As more Members of Congress announce their retirements, it’s worth analyzing the circumstances surrounding this pattern. At least 11 Senators plan to retire, and the House may have 40 to 50 open seats when all is said and done.
Of these retirements, Indiana Senator Evan Bayh’s planned departure generated significant chatter. His exit is unusual as he gave a harsh assessment of the current state of Congress: “If I could create one job in the private sector by helping to grow a business, that would be one more than Congress has created in the last six months.”
From a public relations perspective, it’s worthwhile to look beyond whether Bayh was wise or weak in leaving Congress. Washington Post columnist Eugene Robinson did just that, arguing that Bayh’s departure illustrates the fact that Washington “is broken because too many of our leaders confuse politics with service.”
Let’s assume Congress is indeed “broken” in this regard. When a highly visible institution is in disrepair, there are often parallels with principles of crisis management. Indeed, clients in need of crisis management often face the same problems as Congress: loss of public trust, daily maligning in the press and lack of a way forward to redemption.
A publicist would recommend steps for a company or organization to improve its image, regain customer confidence and communicate progress to stakeholders. But, can Congress – as a collective institution – use any publicity tactics to turn itself around? Maybe not, and here are five reasons why:
• Congress’s messages are constantly conflicting. Parties oppose each other on every major – and petty – political issue or initiative. It’s one thing to have thoughtful disagreements and constructive debate, but another to have knee-jerk hostility to anything the opposition proposes. Any organization facing a crisis must put aside internal differences and focus cohesively on improving its reputation, in this case that would be a civil dialogue on key policy ideas.

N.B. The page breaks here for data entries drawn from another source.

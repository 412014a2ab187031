use std::sync::Arc;

use anyhow::Context;
use tokio::io::{AsyncRead, AsyncReadExt, AsyncWrite, AsyncWriteExt};

use crate::http::parser::{parse_request_head, RequestHead};
use crate::http::request::{Request, RequestBuilder};
use crate::http::response::Response;
use crate::http::scanner::find;
use crate::http::writer::{ResponseSink, ResponseWriter};
use crate::server::ServerState;

const CRLF: &[u8] = b"\r\n";
const HEADER_END: &[u8] = b"\r\n\r\n";

/// One client connection: exactly one request, one response, then close.
pub struct Connection<S> {
    stream: S,
    buffer: Vec<u8>,
    shared: Arc<ServerState>,
    state: ConnectionState,
}

pub enum ConnectionState {
    Reading,
    Dispatching(Request),
    Writing(ResponseWriter),
    Closed,
}

enum ReadOutcome {
    Request(Request),
    Reject(Response),
    PeerClosed,
}

impl<S> Connection<S>
where
    S: AsyncRead + AsyncWrite + Unpin + Send,
{
    pub fn new(stream: S, shared: Arc<ServerState>) -> Self {
        let capacity = shared.read_buffer_size;
        Self {
            stream,
            buffer: Vec::with_capacity(capacity),
            shared,
            state: ConnectionState::Reading,
        }
    }

    pub async fn run(&mut self) -> anyhow::Result<()> {
        loop {
            self.state = match std::mem::replace(&mut self.state, ConnectionState::Closed) {
                ConnectionState::Reading => match self.read_request().await? {
                    ReadOutcome::Request(req) => ConnectionState::Dispatching(req),
                    ReadOutcome::Reject(resp) => {
                        ConnectionState::Writing(ResponseWriter::new(&resp))
                    }
                    ReadOutcome::PeerClosed => ConnectionState::Closed,
                },

                ConnectionState::Dispatching(req) => {
                    ConnectionState::Writing(self.dispatch(req).await?)
                }

                ConnectionState::Writing(mut writer) => {
                    writer.write_to_stream(&mut self.stream).await?;
                    ConnectionState::Closed
                }

                ConnectionState::Closed => break,
            };
        }

        if let Err(e) = self.stream.shutdown().await {
            tracing::debug!(error = %e, "Shutdown after response failed");
        }
        Ok(())
    }

    /// Fills the head buffer until it holds the blank line or ends on a line
    /// boundary, the buffer is full, or the peer stops sending.
    async fn read_head(&mut self) -> anyhow::Result<()> {
        let cap = self.shared.read_buffer_size;
        let mut chunk = vec![0u8; cap];

        while self.buffer.len() < cap && !head_received(&self.buffer) {
            let room = cap - self.buffer.len();
            let n = self.stream.read(&mut chunk[..room]).await?;

            if n == 0 {
                break;
            }

            self.buffer.extend_from_slice(&chunk[..n]);
        }
        Ok(())
    }

    async fn read_request(&mut self) -> anyhow::Result<ReadOutcome> {
        self.read_head().await?;

        if self.buffer.is_empty() {
            // Client closed connection
            return Ok(ReadOutcome::PeerClosed);
        }

        let head = match parse_request_head(&self.buffer, &self.shared.allowed_methods) {
            Ok(head) => head,
            Err(e) => {
                tracing::warn!(error = %e, "Rejecting request");
                return Ok(ReadOutcome::Reject(Response::not_found()));
            }
        };

        if head.content_length > self.shared.max_body_size {
            tracing::warn!(
                content_length = head.content_length,
                limit = self.shared.max_body_size,
                "Request body over limit"
            );
            return Ok(ReadOutcome::Reject(Response::payload_too_large()));
        }

        let body = self.read_body(&head).await?;

        let mut builder = RequestBuilder::new()
            .method(head.method)
            .path(head.path)
            .version(head.version)
            .headers(head.headers)
            .body(body);
        if let Some(query) = head.query {
            builder = builder.query(query);
        }

        let request = builder.build().map_err(|e| anyhow::anyhow!(e))?;
        Ok(ReadOutcome::Request(request))
    }

    /// Takes the body bytes already buffered and reads the rest of
    /// Content-Length from the socket.
    async fn read_body(&mut self, head: &RequestHead) -> anyhow::Result<Vec<u8>> {
        let (len, offset) = match head.body_offset {
            Some(offset) if head.content_length > 0 => (head.content_length, offset),
            _ => return Ok(Vec::new()),
        };

        let buffered = &self.buffer[offset.min(self.buffer.len())..];
        let mut body = buffered[..buffered.len().min(len)].to_vec();

        let have = body.len();
        if have < len {
            body.resize(len, 0);
            self.stream
                .read_exact(&mut body[have..])
                .await
                .with_context(|| {
                    format!("reading request body ({} of {} bytes received)", have, len)
                })?;
        }

        Ok(body)
    }

    async fn dispatch(&mut self, request: Request) -> anyhow::Result<ResponseWriter> {
        let method = request.method;
        let path = request.path.clone();

        if let Some(handler) = self.shared.router.resolve(method, &path) {
            tracing::debug!(method = %method, path = %path, "Dispatching to handler");

            let (result, sink) = tokio::task::spawn_blocking(move || {
                let mut sink = ResponseSink::new();
                let result = handler.handle(&request, &mut sink);
                (result, sink)
            })
            .await
            .context("handler panicked")?;

            return Ok(match result {
                Ok(()) => {
                    if sink.is_empty() {
                        tracing::warn!(method = %method, path = %path, "Handler wrote no response");
                    }
                    ResponseWriter::from_bytes(sink.into_bytes())
                }
                Err(e) if sink.is_empty() => {
                    tracing::error!(method = %method, path = %path, error = %e, "Handler failed");
                    ResponseWriter::new(&Response::internal_error())
                }
                Err(e) => {
                    tracing::error!(
                        method = %method,
                        path = %path,
                        error = %e,
                        written = sink.len(),
                        "Handler failed after writing"
                    );
                    ResponseWriter::from_bytes(sink.into_bytes())
                }
            });
        }

        let response = match self.shared.static_files.load(&path).await? {
            Some(file) => {
                tracing::debug!(path = %path, bytes = file.bytes.len(), "Serving static file");
                Response::content(file.content_type, file.bytes)
            }
            None => {
                tracing::debug!(method = %method, path = %path, "No route or file");
                Response::not_found()
            }
        };

        Ok(ResponseWriter::new(&response))
    }
}

/// A head is usable once the blank line is buffered, or once the last read
/// stopped right after a complete line.
fn head_received(buf: &[u8]) -> bool {
    buf.ends_with(CRLF) || find(buf, HEADER_END, 0, buf.len()).is_some()
}
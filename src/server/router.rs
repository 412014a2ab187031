//! Route table mapping `(method, path)` to handlers.
//!
//! Lookups happen on every connection while registrations are rare, so the
//! table is a sharded concurrent map: readers never wait on each other.

use std::sync::Arc;

use dashmap::mapref::entry::Entry;
use dashmap::DashMap;

use crate::http::request::{Method, Request};
use crate::http::writer::ResponseSink;

/// Application callback for a matched route.
///
/// The handler writes the complete response, status line included, into
/// the sink.
pub trait Handler: Send + Sync + 'static {
    fn handle(&self, request: &Request, sink: &mut ResponseSink) -> anyhow::Result<()>;
}

impl<F> Handler for F
where
    F: Fn(&Request, &mut ResponseSink) -> anyhow::Result<()> + Send + Sync + 'static,
{
    fn handle(&self, request: &Request, sink: &mut ResponseSink) -> anyhow::Result<()> {
        self(request, sink)
    }
}

type RouteKey = (Method, String);

#[derive(Default)]
pub struct Router {
    routes: DashMap<RouteKey, Arc<dyn Handler>>,
}

impl Router {
    pub fn new() -> Self {
        Self::default()
    }

    /// Registers `handler` for `method` and `path`.
    ///
    /// The first registration for a key wins. Later attempts are logged and
    /// return `false`.
    pub fn register<H: Handler>(
        &self,
        method: Method,
        path: impl Into<String>,
        handler: H,
    ) -> bool {
        let path = path.into();
        match self.routes.entry((method, path)) {
            Entry::Occupied(entry) => {
                let (method, path) = entry.key();
                tracing::warn!(
                    method = %method,
                    path = %path,
                    "A handler is already registered for this route"
                );
                false
            }
            Entry::Vacant(entry) => {
                tracing::debug!(method = %method, path = %entry.key().1, "Route registered");
                entry.insert(Arc::new(handler));
                true
            }
        }
    }

    pub fn resolve(&self, method: Method, path: &str) -> Option<Arc<dyn Handler>> {
        self.routes
            .get(&(method, path.to_string()))
            .map(|h| Arc::clone(h.value()))
    }

    pub fn len(&self) -> usize {
        self.routes.len()
    }

    pub fn is_empty(&self) -> bool {
        self.routes.is_empty()
    }
}
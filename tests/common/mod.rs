//! Shared helpers for connection and server tests.

use std::path::{Path, PathBuf};
use std::sync::atomic::{AtomicUsize, Ordering};

static NEXT_DIR: AtomicUsize = AtomicUsize::new(0);

/// A throwaway resource root, removed on drop.
pub struct ResourceRoot {
    path: PathBuf,
}

impl ResourceRoot {
    pub fn new() -> Self {
        let path = std::env::temp_dir().join(format!(
            "hearth-test-{}-{}",
            std::process::id(),
            NEXT_DIR.fetch_add(1, Ordering::Relaxed)
        ));
        std::fs::create_dir_all(&path).unwrap();
        Self { path }
    }

    pub fn with_file(self, name: &str, contents: &[u8]) -> Self {
        let file = self.path.join(name);
        if let Some(parent) = file.parent() {
            std::fs::create_dir_all(parent).unwrap();
        }
        std::fs::write(file, contents).unwrap();
        self
    }

    pub fn path(&self) -> &Path {
        &self.path
    }
}

impl Drop for ResourceRoot {
    fn drop(&mut self) {
        let _ = std::fs::remove_dir_all(&self.path);
    }
}

/// Splits a raw response into status line, header lines and body.
#[allow(dead_code)]
pub fn split_response(raw: &[u8]) -> (String, Vec<String>, Vec<u8>) {
    let end = raw
        .windows(4)
        .position(|w| w == b"\r\n\r\n")
        .expect("response has no header terminator");
    let head = String::from_utf8(raw[..end].to_vec()).unwrap();
    let mut lines = head.split("\r\n").map(str::to_string);
    let status = lines.next().unwrap();
    (status, lines.collect(), raw[end + 4..].to_vec())
}
//! Content-type probing for static files, by extension.

use std::path::Path;

pub const DEFAULT_CONTENT_TYPE: &str = "application/octet-stream";

/// Returns the MIME type for `path`, or `None` for unknown extensions.
pub fn probe_content_type(path: &Path) -> Option<&'static str> {
    let ext = path.extension()?.to_str()?.to_ascii_lowercase();
    let mime = match ext.as_str() {
        "html" | "htm" => "text/html",
        "css" => "text/css",
        "js" | "mjs" => "text/javascript",
        "json" => "application/json",
        "txt" => "text/plain",
        "csv" => "text/csv",
        "xml" => "application/xml",
        "png" => "image/png",
        "jpg" | "jpeg" => "image/jpeg",
        "gif" => "image/gif",
        "svg" => "image/svg+xml",
        "ico" => "image/x-icon",
        "webp" => "image/webp",
        "woff" => "font/woff",
        "woff2" => "font/woff2",
        "pdf" => "application/pdf",
        "wasm" => "application/wasm",
        _ => return None,
    };
    Some(mime)
}
use std::path::{Path, PathBuf};
use std::time::Duration;

use anyhow::Context;
use serde::Deserialize;

use crate::http::request::Method;

/// Server settings, fixed for the lifetime of the process.
#[derive(Debug, Clone, Deserialize)]
#[serde(default)]
pub struct Config {
    /// Address to bind, `host:port`.
    pub listen_addr: String,
    /// Directory static files are served from.
    pub resource_root: PathBuf,
    /// Methods accepted on the request line; others are answered with 404.
    pub allowed_methods: Vec<Method>,
    /// Maximum number of connections processed at once.
    pub worker_pool_size: usize,
    /// Size of the initial read that must hold the request line and headers.
    pub read_buffer_size: usize,
    /// Largest Content-Length that will be read.
    pub max_body_size: usize,
    /// Optional deadline for a whole connection. Unset means no deadline.
    pub request_timeout_secs: Option<u64>,
}

impl Default for Config {
    fn default() -> Self {
        Self {
            listen_addr: "127.0.0.1:9999".to_string(),
            resource_root: PathBuf::from("./public"),
            allowed_methods: vec![Method::GET, Method::POST],
            worker_pool_size: 64,
            read_buffer_size: 4096,
            max_body_size: 10 * 1024 * 1024,
            request_timeout_secs: None,
        }
    }
}

impl Config {
    /// Loads from the YAML file named by `HEARTH_CONFIG`, or defaults.
    ///
    /// `LISTEN` overrides the bind address either way.
    pub fn load() -> anyhow::Result<Self> {
        let mut cfg = match std::env::var("HEARTH_CONFIG") {
            Ok(path) => Self::from_file(Path::new(&path))?,
            Err(_) => Self::default(),
        };

        if let Ok(listen) = std::env::var("LISTEN") {
            cfg.listen_addr = listen;
        }

        cfg.validate()?;
        Ok(cfg)
    }

    pub fn from_file(path: &Path) -> anyhow::Result<Self> {
        let raw = std::fs::read_to_string(path)
            .with_context(|| format!("reading config {}", path.display()))?;
        Self::from_yaml_str(&raw).with_context(|| format!("parsing config {}", path.display()))
    }

    pub fn from_yaml_str(raw: &str) -> anyhow::Result<Self> {
        let cfg: Config = serde_yaml::from_str(raw)?;
        cfg.validate()?;
        Ok(cfg)
    }

    pub fn validate(&self) -> anyhow::Result<()> {
        if self.worker_pool_size == 0 {
            anyhow::bail!("worker_pool_size must be at least 1");
        }
        if self.read_buffer_size == 0 {
            anyhow::bail!("read_buffer_size must be at least 1");
        }
        if self.allowed_methods.is_empty() {
            anyhow::bail!("allowed_methods must not be empty");
        }
        Ok(())
    }

    pub fn request_timeout(&self) -> Option<Duration> {
        self.request_timeout_secs.map(Duration::from_secs)
    }
}
//! Delimiter search over byte buffers.
//!
//! Request lines, header blocks and multipart boundaries are all located by
//! searching for a fixed byte sequence inside a bounded window. [`find`] is the
//! stateless primitive; [`ByteCursor`] wraps it with explicit position
//! bookkeeping so callers never juggle raw offsets.

/// Finds the first occurrence of `needle` in `haystack[start..end]`.
///
/// Returns the absolute index into `haystack`, or `None` when the needle is
/// empty, the range is out of bounds, or there is no match.
pub fn find(haystack: &[u8], needle: &[u8], start: usize, end: usize) -> Option<usize> {
    let end = end.min(haystack.len());
    if needle.is_empty() || start >= end || end - start < needle.len() {
        return None;
    }

    haystack[start..end]
        .windows(needle.len())
        .position(|w| w == needle)
        .map(|i| start + i)
}

/// Read cursor over an in-memory buffer.
#[derive(Debug, Clone)]
pub struct ByteCursor<'a> {
    buf: &'a [u8],
    pos: usize,
}

impl<'a> ByteCursor<'a> {
    pub fn new(buf: &'a [u8]) -> Self {
        Self { buf, pos: 0 }
    }

    pub fn position(&self) -> usize {
        self.pos
    }

    /// Bytes not yet consumed.
    pub fn remaining(&self) -> &'a [u8] {
        &self.buf[self.pos..]
    }

    pub fn is_empty(&self) -> bool {
        self.pos >= self.buf.len()
    }

    pub fn starts_with(&self, prefix: &[u8]) -> bool {
        self.remaining().starts_with(prefix)
    }

    /// Absolute index of the next `needle`, without consuming anything.
    pub fn find_delimiter(&self, needle: &[u8]) -> Option<usize> {
        find(self.buf, needle, self.pos, self.buf.len())
    }

    /// Consumes exactly `n` bytes, or nothing if fewer remain.
    pub fn read_n(&mut self, n: usize) -> Option<&'a [u8]> {
        let end = self.pos.checked_add(n)?;
        if end > self.buf.len() {
            return None;
        }
        let out = &self.buf[self.pos..end];
        self.pos = end;
        Some(out)
    }

    /// Consumes bytes up to and including `needle`, returning the bytes before it.
    pub fn read_until(&mut self, needle: &[u8]) -> Option<&'a [u8]> {
        let at = self.find_delimiter(needle)?;
        let out = &self.buf[self.pos..at];
        self.pos = at + needle.len();
        Some(out)
    }

    /// Advances past `prefix` if the cursor is positioned on it.
    pub fn skip_prefix(&mut self, prefix: &[u8]) -> bool {
        if self.starts_with(prefix) {
            self.pos += prefix.len();
            true
        } else {
            false
        }
    }

    /// Moves the cursor to an absolute offset obtained from [`find_delimiter`].
    ///
    /// [`find_delimiter`]: ByteCursor::find_delimiter
    pub fn seek(&mut self, pos: usize) {
        self.pos = pos.min(self.buf.len());
    }
}

#[cfg(test)]
mod tests {
    use super::*;

    #[test]
    fn find_respects_bounds() {
        let buf = b"GET / HTTP/1.1\r\nHost: a\r\n\r\n";
        assert_eq!(find(buf, b"\r\n", 0, buf.len()), Some(14));
        assert_eq!(find(buf, b"\r\n\r\n", 0, buf.len()), Some(23));
        assert_eq!(find(buf, b"\r\n\r\n", 0, 20), None);
        assert_eq!(find(buf, b"\r\n", 15, buf.len()), Some(23));
    }

    #[test]
    fn find_handles_degenerate_input() {
        assert_eq!(find(b"abc", b"", 0, 3), None);
        assert_eq!(find(b"abc", b"abcd", 0, 3), None);
        assert_eq!(find(b"abc", b"c", 5, 10), None);
        assert_eq!(find(b"abc", b"c", 0, 100), Some(2));
    }

    #[test]
    fn cursor_reads_in_sequence() {
        let mut cur = ByteCursor::new(b"one\r\ntwo\r\nrest");
        assert_eq!(cur.read_until(b"\r\n"), Some(&b"one"[..]));
        assert_eq!(cur.read_until(b"\r\n"), Some(&b"two"[..]));
        assert_eq!(cur.read_until(b"\r\n"), None);
        assert_eq!(cur.read_n(2), Some(&b"re"[..]));
        assert_eq!(cur.read_n(3), None);
        assert_eq!(cur.remaining(), b"st");
        assert!(cur.skip_prefix(b"st"));
        assert!(cur.is_empty());
    }
}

• Congress’s own Members are its own worst enemies. Not only do the two parties enjoy attacking each other, they also bite the hand that feeds them. The institution effectively cannibalizes its own image when Members gleefully criticize Congress’s own activities. Members are in a constant race to the bottom to bash Congress, each trying to outdo the other in embarrassing the institution. While this may be red meat for the voters back home, it does nothing to elevate Congress’s standing.
• Almost all legislative proposals are spun negative. No matter what bill is suggested, the opposition usually lines up to bash the proposal with false and dishonest criticism. This makes it hard for the public to view Congress as a productive organization.
• On its biggest bills, Congress usually has to explain the details. Major legislative efforts get overloaded in eyelid-drooping detail, making it difficult to communicate objectives. And, as the political cliché goes, if you’re explaining, you’re losing.
• Congress has no outside advocates. Can you think of a single independent-minded organization that cheers or celebrates Congress? Didn’t think so. After all, where is the upside of congratulating a political body with a public approval rating of 18%? That’s like congratulating your kid for skipping school.
No one wants major legislative proposals to pass without full and frank discussion amongst lawmakers, but when viewed this way, we can see how partisanship is more bane than benefit to Congress as an institution.